Algebra Set

For the second one:

Using the Cauchy-Schwarz Inequality we can write, $\displaystyle \begin{array}{c}\\ \bigg( (1-x_1)^2 + (x_1 - x_2 )^2 +\dotsb + (x_{n-1} - x_n)^2 + x_n^2 \bigg) \bigg( 1^2 + 1^2 + \dotsb + 1^2 + 1^2 \bigg) \geq & \\ \bigg( (1-x_1) + (x_1 - x_2 ) +\dotsb + (x_{n-1} - x_n)+ x_n \bigg)^2 & \\ \end{array}$

$\displaystyle \Rightarrow \Big( (1-x_1)^2 + (x_1 - x_2 )^2 +\dotsb + (x_{n-1} - x_n)^2 + x_n^2 \Big) (n+1) \geq ( 1)^2$ $\displaystyle \Rightarrow (1-x_1)^2 + (x_1 - x_2 )^2 +\dotsb + (x_{n-1} - x_n)^2 + x_n^2 \geq \frac{1}{n+1}$

But it is given that the equality condition holds true.

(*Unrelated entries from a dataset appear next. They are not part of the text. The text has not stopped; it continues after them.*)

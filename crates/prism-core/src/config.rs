// SPDX-License-Identifier: CEPL-1.0
use serde::de::DeserializeOwned;
use std::io;
use std::path::{Path, PathBuf};
use thiserror::Error;

#[derive(Debug, Error)]
pub enum ConfigError {
    #[error("reading {path}: {source}")]
    Read {
        path: PathBuf,
        #[source]
        source: io::Error,
    },
    #[error("parsing {path}: {source}")]
    Parse {
        path: PathBuf,
        #[source]
        source: toml::de::Error,
    },
}

/// Reads a TOML file into `T`.
///
/// A missing file is not an error and yields `T::default()`.
pub fn load_toml<T>(path: &Path) -> Result<T, ConfigError>
where
    T: DeserializeOwned + Default,
{
    let text = match std::fs::read_to_string(path) {
        Ok(s) => s,
        Err(e) if e.kind() == io::ErrorKind::NotFound => {
            tracing::debug!("no config at {}, using defaults", path.display());
            return Ok(T::default());
        }
        Err(source) => {
            return Err(ConfigError::Read {
                path: path.to_path_buf(),
                source,
            })
        }
    };

    toml::from_str(&text).map_err(|source| ConfigError::Parse {
        path: path.to_path_buf(),
        source,
    })
}

#[cfg(test)]
mod tests {
    use super::*;
    use serde::Deserialize;

    #[derive(Debug, Default, Deserialize, PartialEq)]
    #[serde(default)]
    struct Sample {
        width: u32,
        title: String,
    }

    fn scratch(name: &str) -> PathBuf {
        std::env::temp_dir().join(format!("prism-core-{}-{name}", std::process::id()))
    }

    #[test]
    fn missing_file_gives_defaults() {
        let cfg: Sample = load_toml(&scratch("does-not-exist.toml")).unwrap();
        assert_eq!(cfg, Sample::default());
    }

    #[test]
    fn partial_file_fills_the_rest_with_defaults() {
        let path = scratch("partial.toml");
        std::fs::write(&path, "width = 800\n").unwrap();
        let cfg: Sample = load_toml(&path).unwrap();
        std::fs::remove_file(&path).ok();
        assert_eq!(cfg.width, 800);
        assert!(cfg.title.is_empty());
    }

    #[test]
    fn malformed_file_reports_path() {
        let path = scratch("broken.toml");
        std::fs::write(&path, "width = [\n").unwrap();
        let err = load_toml::<Sample>(&path).unwrap_err();
        std::fs::remove_file(&path).ok();
        assert!(matches!(err, ConfigError::Parse { .. }));
        assert!(err.to_string().contains("broken.toml"));
    }
}
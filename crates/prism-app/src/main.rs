// SPDX-License-Identifier: CEPL-1.0
#![deny(unsafe_op_in_unsafe_fn)]
mod app;
mod config;

use anyhow::{Context, Result};
use clap::Parser;
use prism_core::{init_tracing, load_toml};
use prism_platform::PlatformWindow;
use prism_render_vk::VkDriver;
use std::path::PathBuf;
use tracing::{info, warn};

use app::App;
use config::AppCfg;

#[derive(Parser, Debug)]
#[command(author, version, about, long_about = None)]
struct Args {
    /// Config file; missing means defaults
    #[arg(long, default_value = "prism.toml")]
    config: PathBuf,
    /// Stop after this many frame cycles
    #[arg(long)]
    frames: Option<u64>,
    /// Override [render] frames_in_flight
    #[arg(long)]
    frames_in_flight: Option<u32>,
    /// tracing filter directive, overrides [log] filter and RUST_LOG
    #[arg(long)]
    log: Option<String>,
}

fn main() -> Result<()> {
    let args = Args::parse();

    let (mut cfg, cfg_err) = match load_toml::<AppCfg>(&args.config) {
        Ok(c) => (c, None),
        Err(e) => (AppCfg::default(), Some(e)),
    };
    init_tracing(args.log.as_deref().or(cfg.log.filter.as_deref()));
    if let Some(e) = cfg_err {
        warn!("{e}; using defaults");
    }
    if let Some(n) = args.frames_in_flight {
        cfg.render.frames_in_flight = n;
    }

    let window = PlatformWindow::new(cfg.window.width, cfg.window.height, &cfg.window.title)
        .context("opening window")?;
    let driver = VkDriver::new();

    let mut app = App::init(driver, window, &cfg.render, args.frames)
        .context("renderer startup")?;
    let result = app.run();
    app.shutdown();

    let stats = result.context("frame loop")?;
    info!(
        "done: {} frames, {} presented, {} skipped, {} present failures",
        stats.frames, stats.presented, stats.skipped, stats.present_failures
    );
    Ok(())
}
// SPDX-License-Identifier: CEPL-1.0
//! Backend-agnostic presentation core.
//!
//! Builds the chain of GPU objects needed to put frames on screen, in
//! dependency order, and drives the acquire / record / submit / present
//! cycle. All native calls go through [`Driver`]; the window is consumed
//! through [`PresentationWindow`].

pub mod command;
pub mod config;
pub mod device;
pub mod driver;
pub mod error;
pub mod frame;
pub mod render_pass;
pub mod renderer;
pub mod surface;
pub mod swapchain;
pub mod sync;
pub mod targets;
pub mod teardown;
pub mod window;

#[cfg(any(test, feature = "dummy"))]
pub mod dummy;

pub use ash::vk;
pub use config::{RenderConfig, VsyncMode};
pub use driver::{AppInfo, ClearTarget, Driver, DriverResult, SubmitDesc, SwapchainDesc};
pub use error::{
    CommandError, DeviceError, FrameError, InitError, RenderTargetError, Stage, SurfaceError,
    SwapchainError, SyncError,
};
pub use frame::{FrameDriver, FrameOutcome, FramePhase};
pub use renderer::{Renderer, RunStats};
pub use teardown::{ObjectKind, Resource, TeardownStack};
pub use window::PresentationWindow;

/// Wait used for acquire and fence waits. Effectively unbounded.
pub const WAIT_FOREVER: u64 = u64::MAX;

#[derive(Clone, Copy, Debug, PartialEq, Eq)]
pub struct RenderSize {
    pub width: u32,
    pub height: u32,
}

Therefore, from the condition of equality in Cauchy-Schwarz, we obtain,
$\displaystyle \frac{1-x_1}{1} = \frac{x_1 - x_2}{1} = \dots = \frac{x_{n-1} - x_n}{1} = \frac{x_n}{1}$ $\displaystyle \Rightarrow x_{n-1} = 2x_n \text{ , } x_{n-2} = 3x_n ,\dotsc, \text{ } x_2 = (n-1)x_n \text{ and } x_1 = nx_n$.
Also, $\displaystyle 1 = x_1 + x_n \Rightarrow (n+1)x_n = 1 \Rightarrow x_n = \frac{1}{n+1}$.

Hence, $\displaystyle x_i = \frac{n+1-i}{n+1} \text{ ; } i = 1,2,3, \dotsc , n-1, n$

I know of a "crude" solution to 3, which only uses basic knowledge of conic sections. It has a nice interpretation that way.

For no.1 I have a weird start, this might helps.

Substituting $m \rightarrow 1, 2, 3, ..., n-1$ we get

$f(2n-i) + f(i) = f(3n) = f(2n-j) + f(j)$ for every $i,j = 1, 2, ..., n-1$

We see that if $a+b = c+d$, then $f(a)+f(b)=f(c)+f(d)$ for positive integers $a,b,c,d$.

I have no idea to do anything right meow. I suck at this thing XD

Feel free to post ideas and solutions! :D

For question $2$, does the solution only occur when $n=0$ with $x_{0}=1$?